Too much heat: Anthony Watts is becoming a greenhouse effect denier

Sou | 7:27 PM Go to the first of 6 comments. Add a comment
Anthony Watts is protesting the record heat so much his brain must be hurting. He's been stuffing his blog with protests. I can't tell if it's because he's got nothing else to fill up his daily quota, or if it's that he's really disturbed by the record heat. In a very mixed up article (archived here), Anthony once again protests. He keeps mixing up USA surface temperatures with global. I wonder does he know the difference? He is also starting to show strong signs of denying the greenhouse effect, which up till recently he vowed he "believed" in.

Yesterday he posted another dumb article (archived here) protesting the record hot year, using a tweet from Andy Revkin about an article by Seth Borenstein as his excuse. He didn't post a link to either the tweet or the article. All he did was post an image of the tweet. So it's a fair bet that he didn't want his readers to read it.

Today he's made up two lies in his headline:
NOAA declares current El Niño stronger than 1997-98 event, then says record warm temperatures have little to do with it
First of all, NOAA didn't declare that the current El Nino was stronger than the 1997-98 event. Secondly, it didn't say that record warm temperatures had little to do with the El Nino (which I think was Anthony's meaning). On the contrary, the article he was referring to said that El Nino did contribute to the record warmth in the USA this winter.

Another ridiculously hot winter in the USA


This winter was the hottest in the US record, as NOAA reported, it was hotter than the previous hottest winter, which was in 1999/2000 (not an El Nino year, incidentally):
The December-February average temperature for the contiguous U.S. was 36.8°F, 4.6°F above the 20th century average, surpassing the previous record of 36.5°F set in 1999/2000. The record warm December boosted the contiguous U.S. winter temperature.
Anthony Watts doesn't like that.

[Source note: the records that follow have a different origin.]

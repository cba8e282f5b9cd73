use std::fmt;

/// Errors raised while building or loading a route table.
#[derive(Debug)]
pub enum RouteError {
    /// Prefix does not start with `/`.
    InvalidPrefix { prefix: String },
    /// Target is not a parseable absolute URL.
    InvalidTarget {
        prefix: String,
        target: String,
        source: url::ParseError,
    },
    /// Target scheme is not one of http, https, ws, wss.
    UnsupportedScheme { prefix: String, scheme: String },
    /// Target has no host, or carries a path, query or fragment.
    NotAnOrigin { prefix: String, target: String },
    /// Two routes share the same prefix.
    DuplicatePrefix { prefix: String },
    /// Config is not valid JSON or does not have the expected shape.
    Json(serde_json::Error),
    /// Config file could not be read.
    Io {
        path: String,
        source: std::io::Error,
    },
}

impl RouteError {
    /// Stable, machine-readable code for this error.
    pub const fn code(&self) -> &'static str {
        match self {
            RouteError::InvalidPrefix { .. } => "invalid_prefix",
            RouteError::InvalidTarget { .. } => "invalid_target",
            RouteError::UnsupportedScheme { .. } => "unsupported_scheme",
            RouteError::NotAnOrigin { .. } => "not_an_origin",
            RouteError::DuplicatePrefix { .. } => "duplicate_prefix",
            RouteError::Json(_) => "json",
            RouteError::Io { .. } => "io",
        }
    }
}

impl fmt::Display for RouteError {
    fn fmt(&self, f: &mut fmt::Formatter<'_>) -> fmt::Result {
        match self {
            RouteError::InvalidPrefix { prefix } => {
                write!(f, "route prefix '{prefix}' must start with '/'")
            }
            RouteError::InvalidTarget {
                prefix,
                target,
                source,
            } => write!(f, "route '{prefix}': invalid target '{target}': {source}"),
            RouteError::UnsupportedScheme { prefix, scheme } => write!(
                f,
                "route '{prefix}': unsupported scheme '{scheme}' (expected http, https, ws or wss)"
            ),
            RouteError::NotAnOrigin { prefix, target } => write!(
                f,
                "route '{prefix}': target '{target}' must be a bare origin (scheme://host[:port])"
            ),
            RouteError::DuplicatePrefix { prefix } => {
                write!(f, "duplicate route prefix '{prefix}'")
            }
            RouteError::Json(e) => write!(f, "invalid route config: {e}"),
            RouteError::Io { path, source } => write!(f, "{path}: {source}"),
        }
    }
}

impl std::error::Error for RouteError {
    fn source(&self) -> Option<&(dyn std::error::Error + 'static)> {
        match self {
            RouteError::InvalidTarget { source, .. } => Some(source),
            RouteError::Json(e) => Some(e),
            RouteError::Io { source, .. } => Some(source),
            _ => None,
        }
    }
}

impl From<serde_json::Error> for RouteError {
    fn from(e: serde_json::Error) -> Self {
        RouteError::Json(e)
    }
}
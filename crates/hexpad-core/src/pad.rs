/// Width of an RGB hex color code, in characters.
pub const HEX_COLOR_WIDTH: usize = 6;

/// Left-pad `input` with `'0'` to six characters, then keep the first six.
///
/// Length is counted in `char`s, so multi-byte input is never split inside a
/// code point. Characters past the sixth are dropped on the right.
///
/// ```
/// use hexpad_core::pad_hex;
///
/// assert_eq!(pad_hex(""), "000000");
/// assert_eq!(pad_hex("ff"), "0000ff");
/// assert_eq!(pad_hex("abcdefgh"), "abcdef");
/// ```
pub fn pad_hex(input: &str) -> String {
    let len = input.chars().count();

    if len >= HEX_COLOR_WIDTH {
        return input.chars().take(HEX_COLOR_WIDTH).collect();
    }

    let mut out = String::with_capacity(HEX_COLOR_WIDTH - len + input.len());
    for _ in len..HEX_COLOR_WIDTH {
        out.push('0');
    }
    out.push_str(input);
    out
}
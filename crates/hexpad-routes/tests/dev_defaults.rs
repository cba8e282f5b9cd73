use hexpad_routes::{DEFAULT_DEV_ORIGIN, RouteTable};

#[test]
fn default_table_lists_every_stock_prefix() {
    let table = RouteTable::dev_defaults(DEFAULT_DEV_ORIGIN).unwrap();
    let prefixes: Vec<&str> = table.routes().iter().map(|r| r.prefix()).collect();
    assert_eq!(
        prefixes,
        vec![
            "/Indiana-Jones-PNG-HD-Image.png",
            "/character.png",
            "/chat",
            "/game",
            "/heart.png",
            "/map",
            "/snake.png",
            "/state",
            "/user",
        ]
    );
}

#[test]
fn chat_goes_over_websocket_to_the_same_host() {
    let table = RouteTable::dev_defaults(DEFAULT_DEV_ORIGIN).unwrap();
    let chat = table.resolve("/chat").unwrap();
    assert!(chat.is_websocket());
    assert_eq!(chat.origin(), "ws://localhost:3334");

    let others = table.routes().iter().filter(|r| r.prefix() != "/chat");
    for r in others {
        assert_eq!(r.origin(), "http://localhost:3334", "prefix {}", r.prefix());
    }
}

#[test]
fn https_origin_upgrades_chat_to_wss() {
    let table = RouteTable::dev_defaults("https://game.example:8443").unwrap();
    assert_eq!(table.resolve("/chat").unwrap().origin(), "wss://game.example:8443");
    assert_eq!(
        table.forward_url("/snake.png").unwrap().as_str(),
        "https://game.example:8443/snake.png"
    );
}

#[test]
fn bad_origin_is_rejected() {
    assert!(RouteTable::dev_defaults("localhost:3334").is_err());
    assert!(RouteTable::dev_defaults("http://localhost:3334/api").is_err());
}

#[test]
fn websocket_origin_keeps_http_routes_on_http() {
    let table = RouteTable::dev_defaults("ws://localhost:3334").unwrap();
    assert_eq!(table.resolve("/user").unwrap().origin(), "http://localhost:3334");
    assert_eq!(table.resolve("/chat").unwrap().origin(), "ws://localhost:3334");

    let table = RouteTable::dev_defaults("wss://game.example").unwrap();
    assert_eq!(table.resolve("/map").unwrap().origin(), "https://game.example");
    assert_eq!(table.resolve("/chat").unwrap().origin(), "wss://game.example");
}
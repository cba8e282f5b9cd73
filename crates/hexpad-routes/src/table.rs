use std::collections::BTreeSet;
use std::path::Path;

use url::Url;

use crate::config::RouteConfig;
use crate::error::RouteError;
use crate::route::ProxyRoute;

/// An immutable set of proxy routes, kept sorted by prefix.
#[derive(Debug, Clone, Default, PartialEq, Eq)]
pub struct RouteTable {
    routes: Vec<ProxyRoute>,
}

impl RouteTable {
    /// Build a table from already-validated routes. Duplicate prefixes are
    /// rejected.
    pub fn new(mut routes: Vec<ProxyRoute>) -> Result<Self, RouteError> {
        {
            let mut seen = BTreeSet::new();
            for r in &routes {
                if !seen.insert(r.prefix()) {
                    return Err(RouteError::DuplicatePrefix {
                        prefix: r.prefix().to_string(),
                    });
                }
            }
        }

        routes.sort_by(|a, b| a.prefix().cmp(b.prefix()));
        Ok(Self { routes })
    }

    /// Parse a route config document (`{"proxy": {...}}`).
    pub fn from_json_str(s: &str) -> Result<Self, RouteError> {
        let cfg: RouteConfig = serde_json::from_str(s)?;
        cfg.into_table()
    }

    pub fn from_path(path: impl AsRef<Path>) -> Result<Self, RouteError> {
        let path = path.as_ref();
        let s = std::fs::read_to_string(path).map_err(|source| RouteError::Io {
            path: path.display().to_string(),
            source,
        })?;
        let table = Self::from_json_str(&s)?;
        tracing::debug!(path = %path.display(), routes = table.len(), "loaded route table");
        Ok(table)
    }

    pub fn routes(&self) -> &[ProxyRoute] {
        &self.routes
    }

    pub fn len(&self) -> usize {
        self.routes.len()
    }

    pub fn is_empty(&self) -> bool {
        self.routes.is_empty()
    }

    /// Find the route for `path`. When several prefixes match, the longest
    /// one wins.
    pub fn resolve(&self, path: &str) -> Option<&ProxyRoute> {
        let hit = self
            .routes
            .iter()
            .filter(|r| r.matches(path))
            .max_by_key(|r| r.prefix().len());

        match hit {
            Some(r) => tracing::debug!(path, prefix = r.prefix(), "route matched"),
            None => tracing::debug!(path, "no route matched"),
        }
        hit
    }

    /// Where a request for `path` would be forwarded. `None` when no route
    /// matches or the matched route refuses the path.
    pub fn forward_url(&self, path: &str) -> Option<Url> {
        self.resolve(path)?.forward_url(path)
    }

    /// Back to the on-disk config shape.
    pub fn to_config(&self) -> RouteConfig {
        RouteConfig {
            proxy: self
                .routes
                .iter()
                .map(|r| (r.prefix().to_string(), r.origin()))
                .collect(),
        }
    }
}
//! Backend - One Downstream Server
//!
//! A [`Backend`] is one member of the pool: its URL, an atomic in-flight
//! connection counter, an atomic health flag, and the two operations the
//! balancer needs - [`Upstream::forward`] and [`Upstream::check_health`].
//!
//! The counter is incremented before the request is dispatched and
//! decremented after the response has been relayed, whether the call
//! succeeded or not; `balance()` reads it with acquire ordering, which is
//! what keeps the pool fair under concurrent load. The per-request
//! timeout covers the whole exchange - connecting, the request, and
//! reading the response body - so a stalled backend cannot pin a relay
//! task indefinitely.

use std::sync::atomic::{AtomicBool, AtomicI64, Ordering};
use std::time::Duration;

use async_trait::async_trait;
use axum::{
    body::Body,
    extract::Request,
    http::{header, HeaderName, HeaderValue, StatusCode},
    response::{IntoResponse, Response},
};
use tracing::{debug, warn};

use crate::error::BalancerError;

/// Response header naming the backend that served the request, added
/// when tracing is enabled.
pub const TRACE_HEADER: &str = "lb-from";

/// Settings shared by every backend in the pool.
#[derive(Debug, Clone)]
pub struct ForwardConfig {
    /// Dispatch to backends over https instead of http.
    pub https: bool,
    /// Per-request timeout, also used for health probes.
    pub timeout: Duration,
    /// Add the `lb-from` response header.
    pub trace: bool,
}

impl ForwardConfig {
    fn scheme(&self) -> &'static str {
        if self.https {
            "https"
        } else {
            "http"
        }
    }
}

/// The seam between the pool and its members. Production code uses
/// [`Backend`]; tests drop in mocks.
#[async_trait]
pub trait Upstream: Send + Sync {
    /// host:port of this backend.
    fn url(&self) -> &str;

    /// In-flight request count.
    fn connections(&self) -> i64;

    fn is_healthy(&self) -> bool;

    /// Relay `req` to this backend and return the response to send to
    /// the client. Never fails outward: a transport error becomes a 503
    /// and flips the health flag.
    async fn forward(&self, req: Request) -> Response;

    /// Probe `GET /health`; healthy iff it answers 200 within the
    /// timeout.
    async fn check_health(&self);
}

/// A real downstream HTTP server.
pub struct Backend {
    url: String,
    connections: AtomicI64,
    healthy: AtomicBool,
    client: reqwest::Client,
    config: ForwardConfig,
}

impl Backend {
    /// `initially_healthy` is the flag's value before the first probe;
    /// the health service's initial round overwrites it either way.
    pub fn new(
        url: impl Into<String>,
        initially_healthy: bool,
        client: reqwest::Client,
        config: ForwardConfig,
    ) -> Self {
        Self {
            url: url.into(),
            connections: AtomicI64::new(0),
            healthy: AtomicBool::new(initially_healthy),
            client,
            config,
        }
    }

    async fn proxy(&self, req: Request) -> Result<Response, BalancerError> {
        let (parts, body) = req.into_parts();
        let body = axum::body::to_bytes(body, usize::MAX).await?;

        let path_and_query = parts
            .uri
            .path_and_query()
            .map(|pq| pq.as_str())
            .unwrap_or("/");
        let target = format!("{}://{}{}", self.config.scheme(), self.url, path_and_query);

        // Replay the request against the backend origin; the Host header
        // must name the backend, so drop the client's.
        let mut headers = parts.headers;
        headers.remove(header::HOST);

        let unavailable = |source| BalancerError::BackendUnavailable {
            url: self.url.clone(),
            source,
        };

        let resp = self
            .client
            .request(parts.method, &target)
            .headers(headers)
            .body(body)
            .timeout(self.config.timeout)
            .send()
            .await
            .map_err(unavailable)?;

        let status = resp.status();
        let resp_headers = resp.headers().clone();
        // The timeout set above also bounds this read.
        let bytes = resp.bytes().await.map_err(unavailable)?;

        debug!(backend = %self.url, status = %status, "fwd");

        let mut response = Response::new(Body::from(bytes));
        *response.status_mut() = status;
        *response.headers_mut() = resp_headers;
        if self.config.trace {
            if let Ok(value) = HeaderValue::from_str(&self.url) {
                response
                    .headers_mut()
                    .insert(HeaderName::from_static(TRACE_HEADER), value);
            }
        }
        Ok(response)
    }
}

#[async_trait]
impl Upstream for Backend {
    fn url(&self) -> &str {
        &self.url
    }

    fn connections(&self) -> i64 {
        self.connections.load(Ordering::Acquire)
    }

    fn is_healthy(&self) -> bool {
        self.healthy.load(Ordering::Acquire)
    }

    async fn forward(&self, req: Request) -> Response {
        self.connections.fetch_add(1, Ordering::AcqRel);
        let result = self.proxy(req).await;
        let response = match result {
            Ok(response) => response,
            Err(e) => {
                self.healthy.store(false, Ordering::Release);
                warn!(backend = %self.url, error = %e, "forward failed, backend marked unhealthy");
                StatusCode::SERVICE_UNAVAILABLE.into_response()
            }
        };
        self.connections.fetch_sub(1, Ordering::AcqRel);
        response
    }

    async fn check_health(&self) {
        let url = format!("{}://{}/health", self.config.scheme(), self.url);
        let healthy = matches!(
            self.client
                .get(&url)
                .timeout(self.config.timeout)
                .send()
                .await,
            Ok(resp) if resp.status() == StatusCode::OK
        );
        self.healthy.store(healthy, Ordering::Release);
        debug!(backend = %self.url, healthy, "health probe");
    }
}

He's in denial. He complained about the following mild, factual statement, which he got from a news article at climate.gov:
Was El Niño solely responsible for the record warm winter for the contiguous United States? No, but for some areas, like the northern U.S., the El Niño likely played a role. We know that other factors including climate patterns in the north Atlantic, Pacific, and tropics also influenced our weather during winter. Longer-term climate change was also a player, similar to Alice, the Brady family’s housekeeper—an ever-present force influencing outcomes to varying degrees.
That short paragraph lists the following influences on North American winter weather:
  • El Niño
  • Climate patterns in the North Atlantic, Pacific and tropics
  • Longer term climate change.
Anthony thinks that statement is "ridiculous". He wants to blame all the record heat this winter onto the weather in the tropical Pacific. He's having none of climate patterns in the North Atlantic, the rest of the Pacific and other parts of the tropics. Anthony's pushing the Bob Tisdale meme that it's El Ninos, not greenhouse gases, that are heating up the USA and the planet. Anthony is turning into a greenhouse effect denier.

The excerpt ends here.